The PLC use different communication protocols to transfer information and commands between the PLC and the I/O signals. The protocols are system of rules that allow two or more entities of a communications system to transmit information via any kind of variation of a physical quantity. The protocol defines the rules syntax, semantics and synchronization of communication and possible error recovery methods. Protocols may be implement by hardware, software or a combination of both[18].

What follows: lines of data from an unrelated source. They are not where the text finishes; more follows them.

use serde::{Deserialize, Serialize};
use std::collections::BTreeMap;
use std::path::PathBuf;

use crate::backfill::BackfillConfig;

/// Root configuration
#[derive(Debug, Clone, Default, Deserialize, Serialize)]
pub struct Config {
    #[serde(default)]
    pub database: DatabaseConfig,
    #[serde(default)]
    pub backfill: BackfillConfig,
    #[serde(default, skip_serializing_if = "Option::is_none")]
    pub kite: Option<KiteConfig>,
    #[serde(default)]
    pub metrics: MetricsConfig,
    /// Named symbol lists usable with `--watchlist`
    #[serde(default)]
    pub watchlists: BTreeMap<String, Vec<String>>,
}

impl Config {
    /// Look up a watchlist by name, ignoring ASCII case.
    pub fn watchlist(&self, name: &str) -> Option<&[String]> {
        self.watchlists
            .iter()
            .find(|(k, _)| k.eq_ignore_ascii_case(name))
            .map(|(_, symbols)| symbols.as_slice())
    }
}

/// Database configuration
#[derive(Debug, Clone, Deserialize, Serialize)]
pub struct DatabaseConfig {
    #[serde(default = "default_db_path")]
    pub path: PathBuf,
}

impl Default for DatabaseConfig {
    fn default() -> Self {
        Self {
            path: default_db_path(),
        }
    }
}

fn default_db_path() -> PathBuf {
    PathBuf::from("market_bridge.db")
}

/// Kite Connect API configuration
#[derive(Debug, Clone, Deserialize, Serialize)]
pub struct KiteConfig {
    /// API root (default: "https://api.kite.trade")
    #[serde(default = "default_kite_url")]
    pub base_url: String,
    /// Kite Connect API key
    #[serde(default)]
    pub api_key: String,
    /// Session access token
    #[serde(default)]
    pub access_token: String,
    /// Request timeout in seconds (default: 30)
    #[serde(default = "default_timeout")]
    pub timeout_secs: u64,
}

impl Default for KiteConfig {
    fn default() -> Self {
        Self {
            base_url: default_kite_url(),
            api_key: String::new(),
            access_token: String::new(),
            timeout_secs: default_timeout(),
        }
    }
}

fn default_kite_url() -> String {
    "https://api.kite.trade".to_string()
}

fn default_timeout() -> u64 {
    30
}

/// Metrics export configuration
#[derive(Debug, Clone, Default, Deserialize, Serialize)]
pub struct MetricsConfig {
    /// Write the Prometheus text exposition here after each run
    #[serde(default, skip_serializing_if = "Option::is_none")]
    pub textfile: Option<PathBuf>,
}

/// Sanitized config for logging (secrets redacted)
#[derive(Debug, Clone, Serialize)]
pub struct SanitizedConfig {
    pub database: DatabaseConfig,
    pub backfill: BackfillConfig,
    #[serde(skip_serializing_if = "Option::is_none")]
    pub kite: Option<SanitizedKiteConfig>,
    pub metrics: MetricsConfig,
    pub watchlists: Vec<String>,
}

/// Sanitized Kite config (credentials hidden)
#[derive(Debug, Clone, Serialize)]
pub struct SanitizedKiteConfig {
    pub base_url: String,
    pub api_key_configured: bool,
    pub access_token_configured: bool,
    pub timeout_secs: u64,
}

impl From<&Config> for SanitizedConfig {
    fn from(config: &Config) -> Self {
        Self {
            database: config.database.clone(),
            backfill: config.backfill.clone(),
            kite: config.kite.as_ref().map(|k| SanitizedKiteConfig {
                base_url: k.base_url.clone(),
                api_key_configured: !k.api_key.is_empty(),
                access_token_configured: !k.access_token.is_empty(),
                timeout_secs: k.timeout_secs,
            }),
            metrics: config.metrics.clone(),
            watchlists: config.watchlists.keys().cloned().collect(),
        }
    }
}

#[cfg(test)]
mod tests {
    use super::*;
    use crate::backfill::Granularity;

    #[test]
    fn test_deserialize_empty_config() {
        let config: Config = toml::from_str("").unwrap();
        assert_eq!(config.database.path.to_str().unwrap(), "market_bridge.db");
        assert_eq!(config.backfill.max_concurrency, 5);
        assert!(config.kite.is_none());
        assert!(config.metrics.textfile.is_none());
        assert!(config.watchlists.is_empty());
    }

    #[test]
    fn test_deserialize_full_config() {
        let toml = r#"
[database]
path = "/data/bars.sqlite"

[backfill]
max_concurrency = 8
venues = ["NSE"]
granularity = "5minute"

[kite]
base_url = "http://localhost:9000"
api_key = "key"
access_token = "token"
timeout_secs = 10

[metrics]
textfile = "/var/lib/node_exporter/backfill.prom"

[watchlists]
NIFTY_IT = ["TCS", "INFY", "WIPRO"]
"#;
        let config: Config = toml::from_str(toml).unwrap();
        assert_eq!(config.database.path.to_str().unwrap(), "/data/bars.sqlite");
        assert_eq!(config.backfill.granularity, Granularity::FiveMinute);
        let kite = config.kite.as_ref().unwrap();
        assert_eq!(kite.base_url, "http://localhost:9000");
        assert_eq!(kite.timeout_secs, 10);
        assert!(config.metrics.textfile.is_some());
        assert_eq!(config.watchlist("nifty_it").unwrap(), ["TCS", "INFY", "WIPRO"]);
        assert!(config.watchlist("missing").is_none());
    }

    #[test]
    fn test_sanitized_config() {
        let config = Config {
            kite: Some(KiteConfig {
                api_key: "secret-key".to_string(),
                ..KiteConfig::default()
            }),
            ..Config::default()
        };

        let sanitized = SanitizedConfig::from(&config);
        let kite = sanitized.kite.as_ref().unwrap();
        assert!(kite.api_key_configured);
        assert!(!kite.access_token_configured);

        let json = serde_json::to_string(&sanitized).unwrap();
        assert!(!json.contains("secret-key"));
    }
}
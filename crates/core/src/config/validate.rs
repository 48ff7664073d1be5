use super::{types::Config, ConfigError};

/// Validate configuration
/// Currently validates:
/// - Concurrency cap is at least 1
/// - At least one non-blank venue
/// - Progress buffer is not 0
/// - Watchlists are not empty
/// - Kite timeout is not 0
pub fn validate_config(config: &Config) -> Result<(), ConfigError> {
    let backfill = &config.backfill;

    if backfill.max_concurrency == 0 {
        return Err(ConfigError::ValidationError(
            "backfill.max_concurrency must be at least 1".to_string(),
        ));
    }

    if backfill.venues.is_empty() {
        return Err(ConfigError::ValidationError(
            "backfill.venues cannot be empty".to_string(),
        ));
    }

    if backfill.venues.iter().any(|v| v.trim().is_empty()) {
        return Err(ConfigError::ValidationError(
            "backfill.venues cannot contain blank entries".to_string(),
        ));
    }

    if backfill.progress_buffer == 0 {
        return Err(ConfigError::ValidationError(
            "backfill.progress_buffer cannot be 0".to_string(),
        ));
    }

    if let Some((name, _)) = config.watchlists.iter().find(|(_, s)| s.is_empty()) {
        return Err(ConfigError::ValidationError(format!(
            "watchlist '{}' has no symbols",
            name
        )));
    }

    if let Some(kite) = &config.kite {
        if kite.timeout_secs == 0 {
            return Err(ConfigError::ValidationError(
                "kite.timeout_secs cannot be 0".to_string(),
            ));
        }
    }

    Ok(())
}
//! Concurrency probe for asserting admission limits.

use std::sync::atomic::{AtomicUsize, Ordering};
use std::sync::Arc;

/// Tracks how many callers are inside a section and the peak seen.
#[derive(Debug, Clone, Default)]
pub struct ConcurrencyProbe {
    current: Arc<AtomicUsize>,
    peak: Arc<AtomicUsize>,
    entries: Arc<AtomicUsize>,
}

impl ConcurrencyProbe {
    pub fn new() -> Self {
        Self::default()
    }

    /// Mark entry into the section. The section ends when the guard drops.
    pub fn enter(&self) -> ProbeGuard {
        let now = self.current.fetch_add(1, Ordering::SeqCst) + 1;
        self.peak.fetch_max(now, Ordering::SeqCst);
        self.entries.fetch_add(1, Ordering::SeqCst);
        ProbeGuard {
            current: Arc::clone(&self.current),
        }
    }

    /// Callers inside the section right now.
    pub fn current(&self) -> usize {
        self.current.load(Ordering::SeqCst)
    }

    /// Highest number of simultaneous callers observed.
    pub fn peak(&self) -> usize {
        self.peak.load(Ordering::SeqCst)
    }

    /// Total entries so far.
    pub fn entries(&self) -> usize {
        self.entries.load(Ordering::SeqCst)
    }
}

/// Leaves the probed section on drop, including on cancellation or panic.
#[derive(Debug)]
pub struct ProbeGuard {
    current: Arc<AtomicUsize>,
}

impl Drop for ProbeGuard {
    fn drop(&mut self) {
        self.current.fetch_sub(1, Ordering::SeqCst);
    }
}

#[cfg(test)]
mod tests {
    use super::*;

    #[test]
    fn test_peak_tracks_nesting() {
        let probe = ConcurrencyProbe::new();
        let a = probe.enter();
        let b = probe.enter();
        assert_eq!(probe.current(), 2);
        drop(a);
        let _c = probe.enter();
        assert_eq!(probe.peak(), 2);
        drop(b);
        assert_eq!(probe.current(), 1);
        assert_eq!(probe.entries(), 3);
    }
}
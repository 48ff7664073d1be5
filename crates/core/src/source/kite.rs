//! Kite Connect historical candles backend.

use std::time::{Duration, Instant};

use async_trait::async_trait;
use chrono::{DateTime, NaiveDate, TimeDelta, Utc};
use reqwest::{Client, RequestBuilder, StatusCode};
use serde::Deserialize;
use tracing::debug;

use crate::backfill::{Granularity, ResolvedInstrument};
use crate::config::KiteConfig;
use crate::metrics;
use crate::store::Instrument;

use super::{Bar, DataSource, UpstreamError};

/// Split `[from, to]` into consecutive windows no wider than the upstream
/// accepts for `granularity`. Both ends of every window are inclusive.
pub fn request_windows(
    from: NaiveDate,
    to: NaiveDate,
    granularity: Granularity,
) -> Vec<(NaiveDate, NaiveDate)> {
    let span = TimeDelta::days(granularity.max_request_span_days() - 1);
    let mut windows = Vec::new();
    let mut start = from;

    while start <= to {
        let end = (start + span).min(to);
        windows.push((start, end));
        start = end + TimeDelta::days(1);
    }

    windows
}

/// Kite Connect implementation of [`DataSource`].
pub struct KiteDataSource {
    client: Client,
    config: KiteConfig,
}

impl KiteDataSource {
    /// Create a new data source with the given configuration.
    pub fn new(config: KiteConfig) -> Result<Self, UpstreamError> {
        let client = Client::builder()
            .timeout(Duration::from_secs(config.timeout_secs))
            .build()
            .map_err(|e| UpstreamError::Network(format!("failed to build HTTP client: {}", e)))?;

        Ok(Self { client, config })
    }

    fn base_url(&self) -> &str {
        self.config.base_url.trim_end_matches('/')
    }

    fn authorized(&self, request: RequestBuilder) -> RequestBuilder {
        request.header("X-Kite-Version", "3").header(
            "Authorization",
            format!("token {}:{}", self.config.api_key, self.config.access_token),
        )
    }

    fn build_historical_url(
        &self,
        instrument_id: i64,
        from: NaiveDate,
        to: NaiveDate,
        granularity: Granularity,
    ) -> String {
        format!(
            "{}/instruments/historical/{}/{}?from={}+00:00:00&to={}+23:59:59&oi=1",
            self.base_url(),
            instrument_id,
            granularity.as_str(),
            from.format("%Y-%m-%d"),
            to.format("%Y-%m-%d"),
        )
    }

    /// Fetch a single window of candles.
    async fn fetch_window(
        &self,
        instrument: &ResolvedInstrument,
        from: NaiveDate,
        to: NaiveDate,
        granularity: Granularity,
    ) -> Result<Vec<Bar>, UpstreamError> {
        let url = self.build_historical_url(instrument.instrument_id, from, to, granularity);
        debug!(
            symbol = %instrument.symbol,
            %from,
            %to,
            interval = granularity.as_str(),
            "Fetching candles"
        );

        let start = Instant::now();
        let result = self.get(&url).await;
        metrics::record_upstream_request("historical", &result, start.elapsed());

        let response: HistoricalResponse = serde_json::from_str(&result?)
            .map_err(|e| UpstreamError::InvalidResponse(format!("failed to parse candles: {}", e)))?;

        if response.status != "success" {
            return Err(UpstreamError::InvalidResponse(format!(
                "unexpected status '{}'",
                response.status
            )));
        }

        let candles = response.data.map(|d| d.candles).unwrap_or_default();
        candles.into_iter().map(|c| parse_candle(&c)).collect()
    }

    /// Issue an authorized GET and return the body of a successful response.
    async fn get(&self, url: &str) -> Result<String, UpstreamError> {
        let response = self
            .authorized(self.client.get(url))
            .send()
            .await
            .map_err(|e| UpstreamError::Network(e.to_string()))?;

        let status = response.status();
        let body = response
            .text()
            .await
            .map_err(|e| UpstreamError::Network(e.to_string()))?;

        if status.is_success() {
            Ok(body)
        } else {
            Err(map_error_status(status, &body))
        }
    }

    /// Download the instrument master for one exchange.
    pub async fn fetch_instruments(&self, exchange: &str) -> Result<Vec<Instrument>, UpstreamError> {
        let url = format!("{}/instruments/{}", self.base_url(), exchange);
        let start = Instant::now();
        let result = self.get(&url).await;
        metrics::record_upstream_request("instruments", &result, start.elapsed());

        parse_instruments_csv(&result?)
    }
}

#[async_trait]
impl DataSource for KiteDataSource {
    fn name(&self) -> &str {
        "kite"
    }

    async fn fetch_series(
        &self,
        instrument: &ResolvedInstrument,
        from: NaiveDate,
        to: NaiveDate,
        granularity: Granularity,
    ) -> Result<Vec<Bar>, UpstreamError> {
        let mut bars = Vec::new();
        for (window_from, window_to) in request_windows(from, to, granularity) {
            let mut window = self
                .fetch_window(instrument, window_from, window_to, granularity)
                .await?;
            bars.append(&mut window);
        }
        Ok(bars)
    }
}

fn map_error_status(status: StatusCode, body: &str) -> UpstreamError {
    let message = serde_json::from_str::<ErrorResponse>(body)
        .ok()
        .and_then(|e| e.message)
        .unwrap_or_else(|| body.chars().take(200).collect());

    match status {
        StatusCode::TOO_MANY_REQUESTS => UpstreamError::RateLimited,
        StatusCode::UNAUTHORIZED | StatusCode::FORBIDDEN => UpstreamError::Authentication(message),
        _ => UpstreamError::Api {
            status: status.as_u16(),
            message,
        },
    }
}

/// Parse one `[timestamp, open, high, low, close, volume, oi?]` candle.
fn parse_candle(candle: &[serde_json::Value]) -> Result<Bar, UpstreamError> {
    if candle.len() < 6 {
        return Err(UpstreamError::InvalidResponse(format!(
            "candle has {} fields, expected at least 6",
            candle.len()
        )));
    }

    let ts = candle[0]
        .as_str()
        .ok_or_else(|| UpstreamError::InvalidResponse("candle timestamp is not a string".into()))?;
    let timestamp = DateTime::parse_from_str(ts, "%Y-%m-%dT%H:%M:%S%z")
        .map_err(|e| UpstreamError::InvalidResponse(format!("bad timestamp '{}': {}", ts, e)))?
        .with_timezone(&Utc);

    let number = |idx: usize, field: &str| {
        candle[idx]
            .as_f64()
            .ok_or_else(|| UpstreamError::InvalidResponse(format!("candle {} is not a number", field)))
    };

    Ok(Bar {
        timestamp,
        open: number(1, "open")?,
        high: number(2, "high")?,
        low: number(3, "low")?,
        close: number(4, "close")?,
        volume: number(5, "volume")? as i64,
        oi: candle.get(6).and_then(|v| v.as_f64()).map(|v| v as i64),
    })
}

fn parse_instruments_csv(body: &str) -> Result<Vec<Instrument>, UpstreamError> {
    let mut reader = csv::Reader::from_reader(body.as_bytes());
    let mut instruments = Vec::new();

    for row in reader.deserialize::<InstrumentRow>() {
        let row = row.map_err(|e| UpstreamError::InvalidResponse(format!("bad instrument row: {}", e)))?;
        instruments.push(Instrument {
            instrument_token: row.instrument_token,
            exchange_token: row.exchange_token,
            tradingsymbol: row.tradingsymbol,
            name: row.name.unwrap_or_default(),
            exchange: row.exchange,
            segment: row.segment,
            instrument_type: row.instrument_type,
            tick_size: row.tick_size,
            lot_size: row.lot_size,
            expiry: row
                .expiry
                .as_deref()
                .and_then(|d| NaiveDate::parse_from_str(d, "%Y-%m-%d").ok()),
            strike: row.strike.filter(|s| *s > 0.0),
            last_price: row.last_price,
        });
    }

    Ok(instruments)
}

#[derive(Debug, Deserialize)]
struct HistoricalResponse {
    status: String,
    #[serde(default)]
    data: Option<HistoricalData>,
}

#[derive(Debug, Deserialize)]
struct HistoricalData {
    #[serde(default)]
    candles: Vec<Vec<serde_json::Value>>,
}

#[derive(Debug, Deserialize)]
struct ErrorResponse {
    #[serde(default)]
    message: Option<String>,
}

#[derive(Debug, Deserialize)]
struct InstrumentRow {
    instrument_token: i64,
    exchange_token: i64,
    tradingsymbol: String,
    name: Option<String>,
    last_price: f64,
    expiry: Option<String>,
    strike: Option<f64>,
    tick_size: f64,
    lot_size: i64,
    instrument_type: String,
    segment: String,
    exchange: String,
}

There is a large number of communication protocols used in the automation, the differences arise from the type of laws that govern each system. The most common protocols used in the industrial sector are:

• EtherCAT

• Ethernet Powerlink

• Profinet

• Modbus

• Ethernet/IP

• CAN

• CANopen

1.3.3. Industrial robots

An industrial robot is a robot system used for manufacturing. Industrial robots are automated, programmable and capable of movement on two or more axes. Typical applications of robots include welding, painting, assembly, pick and place for printed circuit boards, packaging and labeling, palletizing, product inspection, and testing; all accomplished with high endurance, speed, and precision. They can assist in material handling[19].

Some of the frameworks of industrial automation systems where the robots were include are:

• Process control

• Numerical control machines (CNC)

• Assembly machines

• Automatic warehouses

• Automatic systems for supervision

• CAD tools

A robot is always used in cooperation with other machinery. These machines together form a workcell.

A workcell must be designed in order to be efficient and to maximize the production. In this line of think is possible to find different configurations:

• Workcells with a central robot, the robot is placed centrally, and its main task is to load/unload the surrounding machines.

• Production line, the robots are placed along a production line. Products are transported by the line and robots execute the programmed tasks (assembly, direct operations, …)

• Workcells with a mobile robot, the robot is placed on a mobile platform; it is moved in different positions of the workcell to execute the programmed activities. The robot can operate with many machineries[20].